The reflexive research oscillates between sentient experience and theoretical analysis, attempting to unravel the potential connection of all these threads; loss, light, prayers, beauty, ala a cartographic mapping. The chief purpose of the research is to reelect the dialectic between loss and Islamic art aesthetics as well as spirituality through both analytical and creative processes. Neither intended as a discussion of mosque architectural or theological history nor an investigation of the psychology behind losing, instead the research strives to meditate and mediate loss from the perspective of Islamic Art and Image. Meditate signifies a rumination while mediate, a reconciliation of sorts. I am passionate to bridge this feeling of loss to unearth Art as Light.
An image-based series birthed out of this performative research entitled Nur. Nur manifests in encounters that depart from the research inquiries. The particular iteration in 2019 extracted the strands of the mosque existing within the body of worship. The installation culminates the dissipation of the forms of mosque, where the space transforms into an abstract visualisation, left to be embodied, to fill/feel the void.
Conversations on mosques aesthetics, the agency of poetics in understanding key challenges as well as vocality of the Self within these tracks are still much an anomaly. Such can be attributed to the lack of regard of art education in the knowledge capacity of the community members. A cursory search of madrasah (religious schools) syllabus has shown the absence of art as a subject on its own merit or the introduction of Islamic aesthetics and architecture as well as their roles in Islamic civilisation. The dearth in such exposure institutionalised a negation of art as an irrelevant subject in understanding Islam. Especially in the time of voracious spiritual stigma today, having this perception limits one’s rekindling into the poetics of religious consciousness. 
We learnt that what we are being confronted by is not a cul-de-sacs of contemporary crisis but instead a crossroad— to see change as an impediment for heritage or change as a natural order of identity and it is up to the human psyche to deliberate within this despair. The need to use research as a discovery of wisdom behind losing means we can feel responsibly and rationally; to decipher what we are losing, what led us here to the status quo, how much more of something we can live with and how less we can live without. The thesis is not to prescribe or resolve or even command any which way of seeing—instead it proposes a re-search into the meanings and inner faculties of the soul (jiwa) and spirit (ruh). 

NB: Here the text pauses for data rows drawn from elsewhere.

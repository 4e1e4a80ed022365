use tauri::{AppHandle, Runtime, command};

use crate::{InAppReviewExt, Result, StoreListingRequest};

/// 原生评价弹窗是否可用
///
/// 任何失败都视为不可用
#[command]
pub async fn is_available<R: Runtime>(app: AppHandle<R>) -> bool {
    app.in_app_review().is_available().await
}

/// 请求系统显示评价弹窗
///
/// 是否真正弹出由系统决定（频率限制、配额）
#[command]
pub async fn request_review<R: Runtime>(app: AppHandle<R>) -> Result<()> {
    app.in_app_review().request_review().await
}

/// 打开应用商店页面
///
/// 未传入的商店 ID 使用插件配置中的默认值
#[command]
pub async fn open_store_listing<R: Runtime>(
    app: AppHandle<R>,
    request: StoreListingRequest,
) -> Result<()> {
    app.in_app_review().open_store_listing(request).await
}
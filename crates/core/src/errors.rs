use thiserror::Error;

use crate::domain::category::CategoryId;

#[derive(Clone, Debug, Error, PartialEq, Eq)]
pub enum DomainError {
    #[error("category `{0}` referenced by a recommendation rule is missing from the catalog")]
    CategoryNotFound(CategoryId),
    #[error("recommendation invariant broken: {0}")]
    InvariantViolation(String),
}

impl DomainError {
    /// Catalog/rule mismatches are deployment problems, not user errors.
    pub fn is_configuration(&self) -> bool {
        matches!(self, Self::CategoryNotFound(_))
    }
}

#[derive(Clone, Debug, Error, PartialEq, Eq)]
pub enum ApplicationError {
    #[error(transparent)]
    Domain(#[from] DomainError),
    #[error("invalid submission: {0}")]
    Validation(String),
    #[error("collaborator call failed: {0}")]
    Integration(String),
    #[error("deployment misconfigured: {0}")]
    Configuration(String),
}

impl ApplicationError {
    /// Maps onto the error surface shown to HTTP clients, stamped with the
    /// request's correlation id.
    pub fn into_interface(self, correlation_id: impl Into<String>) -> InterfaceError {
        let correlation_id = correlation_id.into();
        match self {
            Self::Validation(message) => InterfaceError::BadRequest { message, correlation_id },
            Self::Integration(message) => {
                InterfaceError::ServiceUnavailable { message, correlation_id }
            }
            Self::Domain(DomainError::CategoryNotFound(id)) => InterfaceError::Internal {
                message: format!("catalog has no `{id}` category"),
                correlation_id,
            },
            Self::Domain(DomainError::InvariantViolation(message)) | Self::Configuration(message) => {
                InterfaceError::Internal { message, correlation_id }
            }
        }
    }
}

#[derive(Clone, Debug, Error, PartialEq, Eq)]
pub enum InterfaceError {
    #[error("request rejected: {message}")]
    BadRequest { message: String, correlation_id: String },
    #[error("upstream unavailable: {message}")]
    ServiceUnavailable { message: String, correlation_id: String },
    #[error("internal failure: {message}")]
    Internal { message: String, correlation_id: String },
}

impl InterfaceError {
    /// Client-facing text; never includes internal detail.
    pub fn user_message(&self) -> &'static str {
        match self {
            Self::BadRequest { .. } => "Some answers are invalid. Review the highlighted fields.",
            Self::ServiceUnavailable { .. } => {
                "A partner service did not respond. Please try again in a moment."
            }
            Self::Internal { .. } => "We could not prepare your recommendation right now.",
        }
    }

    pub fn correlation_id(&self) -> &str {
        match self {
            Self::BadRequest { correlation_id, .. }
            | Self::ServiceUnavailable { correlation_id, .. }
            | Self::Internal { correlation_id, .. } => correlation_id,
        }
    }
}
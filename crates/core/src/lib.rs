pub mod catalog;
pub mod config;
pub mod domain;
pub mod errors;
pub mod messaging;
pub mod phone;
pub mod recommendation;
pub mod validation;

pub use catalog::{Catalog, CatalogError};
pub use domain::category::{CategoryId, ProductCategory};
pub use domain::lead::{ConsultationRecord, LeadContact, LeadId, LeadSubmission};
pub use domain::profile::{PosturalProfile, UserProfile};
pub use domain::recommendation::{
    PriorityTier, Recommendation, RecommendationSet, RecommendationSummary,
};
pub use errors::{ApplicationError, DomainError, InterfaceError};
pub use messaging::Branding;
pub use recommendation::{generate_recommendations, RecommendationEngine};
pub use validation::{validate_submission, FieldError, ValidationReport};
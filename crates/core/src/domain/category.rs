use std::fmt;

use serde::{Deserialize, Serialize};

/// Number of features shown on a recommendation card.
pub const FEATURE_PREVIEW_LEN: usize = 4;

#[derive(Clone, Debug, PartialEq, Eq, Hash, PartialOrd, Ord, Serialize, Deserialize)]
#[serde(transparent)]
pub struct CategoryId(pub String);

impl CategoryId {
    pub fn new(value: impl Into<String>) -> Self {
        Self(value.into())
    }

    pub fn as_str(&self) -> &str {
        &self.0
    }
}

impl fmt::Display for CategoryId {
    fn fmt(&self, f: &mut fmt::Formatter<'_>) -> fmt::Result {
        f.write_str(&self.0)
    }
}

impl From<&str> for CategoryId {
    fn from(value: &str) -> Self {
        Self(value.to_owned())
    }
}

#[derive(Clone, Debug, PartialEq, Eq, Serialize, Deserialize)]
pub struct ProductCategory {
    pub id: CategoryId,
    pub label: String,
    pub description: String,
    #[serde(default)]
    pub features: Vec<String>,
}

impl ProductCategory {
    pub fn feature_preview(&self) -> &[String] {
        let end = self.features.len().min(FEATURE_PREVIEW_LEN);
        &self.features[..end]
    }
}

#[cfg(test)]
mod tests {
    use super::{CategoryId, ProductCategory};

    fn category(features: &[&str]) -> ProductCategory {
        ProductCategory {
            id: CategoryId::new("executive-mesh"),
            label: "Executive Mesh Chair".to_string(),
            description: "Breathable".to_string(),
            features: features.iter().map(|feature| feature.to_string()).collect(),
        }
    }

    #[test]
    fn feature_preview_keeps_display_order_and_caps_at_four() {
        let category = category(&["a", "b", "c", "d", "e", "f"]);
        assert_eq!(category.feature_preview(), ["a", "b", "c", "d"]);
    }

    #[test]
    fn feature_preview_handles_short_lists() {
        assert_eq!(category(&["only"]).feature_preview(), ["only"]);
        assert!(category(&[]).feature_preview().is_empty());
    }
}
use std::sync::Arc;

use chairfit_core::catalog::{Catalog, CatalogError};
use chairfit_core::config::AppConfig;
use chairfit_core::errors::DomainError;
use chairfit_gateway::{Collaborators, DispatchSettings, GatewayError, LeadDispatcher};
use thiserror::Error;
use tracing::info;

use crate::api::AppState;

pub struct Application {
    pub config: AppConfig,
    pub state: AppState,
}

#[derive(Debug, Error)]
pub enum BootstrapError {
    #[error("catalog could not be loaded: {0}")]
    Catalog(#[from] CatalogError),
    #[error("catalog does not cover the recommendation rules: {0}")]
    RuleMismatch(#[source] DomainError),
    #[error("outbound collaborator setup failed: {0}")]
    Gateway(#[from] GatewayError),
}

pub fn bootstrap_with_config(config: AppConfig) -> Result<Application, BootstrapError> {
    info!(
        event_name = "system.bootstrap.start",
        correlation_id = "bootstrap",
        "starting application bootstrap"
    );

    let catalog = Catalog::load(config.catalog.path.as_deref())?;
    let dispatcher_settings = DispatchSettings::from_config(&config);
    let collaborators = Collaborators::from_config(&config)?;
    let dispatcher = LeadDispatcher::new(
        Arc::new(catalog),
        collaborators.messaging,
        collaborators.crm,
        collaborators.lead_store,
        dispatcher_settings,
    );

    dispatcher
        .catalog()
        .verify_rules(dispatcher.engine().rules())
        .map_err(BootstrapError::RuleMismatch)?;
    info!(
        event_name = "system.bootstrap.catalog_loaded",
        correlation_id = "bootstrap",
        categories = dispatcher.catalog().len(),
        source = config
            .catalog
            .path
            .as_ref()
            .map(|path| path.display().to_string())
            .unwrap_or_else(|| "builtin".to_string()),
        "catalog loaded and verified against the rule table"
    );

    Ok(Application { config, state: AppState::new(dispatcher) })
}

#[cfg(test)]
mod tests {
    use std::fs;

    use chairfit_core::config::AppConfig;
    use tempfile::TempDir;

    use super::{bootstrap_with_config, BootstrapError};

    #[test]
    fn default_config_bootstraps_with_builtin_catalog() {
        let app = bootstrap_with_config(AppConfig::default()).expect("bootstrap succeeds");

        assert!(app.state.dispatcher().catalog().len() >= 3);
        assert_eq!(app.config.server.port, 8080);
    }

    #[test]
    fn catalog_without_rule_categories_fails_fast() {
        let dir = TempDir::new().expect("temp dir");
        let path = dir.path().join("catalog.toml");
        fs::write(
            &path,
            r#"
[[categories]]
id = "gamer"
label = "Gamer Chair"
description = "Racing style"
"#,
        )
        .expect("catalog written");

        let mut config = AppConfig::default();
        config.catalog.path = Some(path);

        let error = match bootstrap_with_config(config) {
            Ok(_) => panic!("bootstrap should fail"),
            Err(error) => error,
        };
        assert!(matches!(error, BootstrapError::RuleMismatch(_)));
    }

    #[test]
    fn missing_catalog_file_is_reported() {
        let mut config = AppConfig::default();
        config.catalog.path = Some("/nonexistent/catalog.toml".into());

        let error = match bootstrap_with_config(config) {
            Ok(_) => panic!("bootstrap should fail"),
            Err(error) => error,
        };
        assert!(matches!(error, BootstrapError::Catalog(_)));
    }
}
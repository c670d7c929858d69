use std::collections::HashSet;
use std::fs;
use std::path::{Path, PathBuf};

use serde::Deserialize;
use thiserror::Error;

use crate::domain::category::{CategoryId, ProductCategory};
use crate::errors::DomainError;
use crate::recommendation::Rule;

const BUILTIN_CATALOG: &str = include_str!("../data/catalog.toml");

#[derive(Debug, Error)]
pub enum CatalogError {
    #[error("could not read catalog file `{path}`: {source}")]
    ReadFile { path: PathBuf, source: std::io::Error },
    #[error("could not parse catalog: {0}")]
    Parse(#[from] toml::de::Error),
    #[error("catalog must contain at least one category")]
    Empty,
    #[error("catalog category at position {0} has an empty id")]
    EmptyId(usize),
    #[error("catalog category `{0}` has an empty label")]
    EmptyLabel(CategoryId),
    #[error("catalog category id `{0}` is declared more than once")]
    DuplicateId(CategoryId),
}

#[derive(Debug, Deserialize)]
struct CatalogDocument {
    #[serde(default)]
    categories: Vec<ProductCategory>,
}

/// Read-only product reference data, loaded once and shared by reference.
#[derive(Clone, Debug, PartialEq, Eq)]
pub struct Catalog {
    categories: Vec<ProductCategory>,
}

impl Catalog {
    pub fn new(categories: Vec<ProductCategory>) -> Result<Self, CatalogError> {
        if categories.is_empty() {
            return Err(CatalogError::Empty);
        }

        let mut seen = HashSet::with_capacity(categories.len());
        for (position, category) in categories.iter().enumerate() {
            if category.id.as_str().trim().is_empty() {
                return Err(CatalogError::EmptyId(position));
            }
            if category.label.trim().is_empty() {
                return Err(CatalogError::EmptyLabel(category.id.clone()));
            }
            if !seen.insert(category.id.as_str()) {
                return Err(CatalogError::DuplicateId(category.id.clone()));
            }
        }

        Ok(Self { categories })
    }

    pub fn builtin() -> Result<Self, CatalogError> {
        Self::from_toml_str(BUILTIN_CATALOG)
    }

    pub fn from_toml_str(raw: &str) -> Result<Self, CatalogError> {
        let document = toml::from_str::<CatalogDocument>(raw)?;
        Self::new(document.categories)
    }

    pub fn from_path(path: &Path) -> Result<Self, CatalogError> {
        let raw = fs::read_to_string(path)
            .map_err(|source| CatalogError::ReadFile { path: path.to_path_buf(), source })?;
        Self::from_toml_str(&raw)
    }

    /// Loads the override file when one is configured, the built-in catalog otherwise.
    pub fn load(path: Option<&Path>) -> Result<Self, CatalogError> {
        match path {
            Some(path) => Self::from_path(path),
            None => Self::builtin(),
        }
    }

    pub fn find(&self, id: &CategoryId) -> Option<&ProductCategory> {
        self.categories.iter().find(|category| &category.id == id)
    }

    pub fn category(&self, id: &CategoryId) -> Result<&ProductCategory, DomainError> {
        self.find(id).ok_or_else(|| DomainError::CategoryNotFound(id.clone()))
    }

    pub fn categories(&self) -> &[ProductCategory] {
        &self.categories
    }

    pub fn len(&self) -> usize {
        self.categories.len()
    }

    pub fn is_empty(&self) -> bool {
        self.categories.is_empty()
    }

    /// Fails on the first category id a rule references that this catalog lacks.
    pub fn verify_rules(&self, rules: &[Rule]) -> Result<(), DomainError> {
        for rule in rules {
            self.category(&rule.category_id)?;
        }
        Ok(())
    }
}

#[cfg(test)]
mod tests {
    use std::fs;

    use tempfile::TempDir;

    use super::{Catalog, CatalogError};
    use crate::domain::category::CategoryId;
    use crate::errors::DomainError;
    use crate::recommendation::default_rules;

    #[test]
    fn builtin_catalog_covers_every_default_rule() {
        let catalog = Catalog::builtin().expect("builtin catalog should parse");

        assert!(catalog.len() >= 3);
        catalog.verify_rules(&default_rules()).expect("default rules should resolve");
        let director = catalog
            .category(&CategoryId::new("director-president"))
            .expect("director category present");
        assert!(!director.features.is_empty());
    }

    #[test]
    fn missing_category_is_reported_as_lookup_failure() {
        let catalog = Catalog::from_toml_str(
            r#"
[[categories]]
id = "secretary"
label = "Secretary Chair"
description = "Compact"
features = ["Compact footprint"]
"#,
        )
        .expect("catalog should parse");

        assert_eq!(
            catalog.verify_rules(&default_rules()),
            Err(DomainError::CategoryNotFound(CategoryId::new("director-president")))
        );
    }

    #[test]
    fn duplicate_and_empty_entries_are_rejected() {
        let duplicate = Catalog::from_toml_str(
            r#"
[[categories]]
id = "secretary"
label = "A"
description = ""

[[categories]]
id = "secretary"
label = "B"
description = ""
"#,
        );
        assert!(matches!(duplicate, Err(CatalogError::DuplicateId(ref id)) if id.as_str() == "secretary"));

        assert!(matches!(Catalog::from_toml_str(""), Err(CatalogError::Empty)));

        let blank_label = Catalog::from_toml_str(
            r#"
[[categories]]
id = "gamer"
label = "  "
description = ""
"#,
        );
        assert!(matches!(blank_label, Err(CatalogError::EmptyLabel(_))));
    }

    #[test]
    fn load_prefers_override_file() -> Result<(), String> {
        let dir = TempDir::new().map_err(|err| err.to_string())?;
        let path = dir.path().join("catalog.toml");
        fs::write(
            &path,
            r#"
[[categories]]
id = "stool"
label = "Drafting Stool"
description = "Tall stool"
features = ["Foot ring"]
"#,
        )
        .map_err(|err| err.to_string())?;

        let catalog = Catalog::load(Some(&path)).map_err(|err| err.to_string())?;
        assert_eq!(catalog.len(), 1);
        assert!(catalog.find(&CategoryId::new("stool")).is_some());

        let missing = Catalog::load(Some(&dir.path().join("absent.toml")));
        assert!(matches!(missing, Err(CatalogError::ReadFile { .. })));
        Ok(())
    }
}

Another vital finding of this research is perceiving loss as mediating agent in erasing engendered divisions and segmentations. Can we then use art practice and humanities research as a tool of public knowledge to promote peace and neutrality in the aftermath of catastrophic events plaguing the world? With the ongoing iconoclastic mission of the Islamic State that logs head with cultural artefacts, UNESCO’s bid to conserve and the large-scale displacement of human population in the refugee crisis, perhaps the fluidity of the center can be re-assessed with regard to visual culture and ways of re-coding meanings.  

One can also yearn that the margins of Islamic experience can position itself as valuable in the understanding of heritage / conservation studies. One definite way is to see the aesthetics and sensations of the mosque ecosystem as Intangible Cultural Heritage as purported by the National Heritage Board, where new focus in policy-making and tailoring can be modelled after these new ways of seeing and feeling. This can hopefully encourage concerning bodies like Muis to augment the aesthetic experience, awareness and knowability for the future generation of worshipper. 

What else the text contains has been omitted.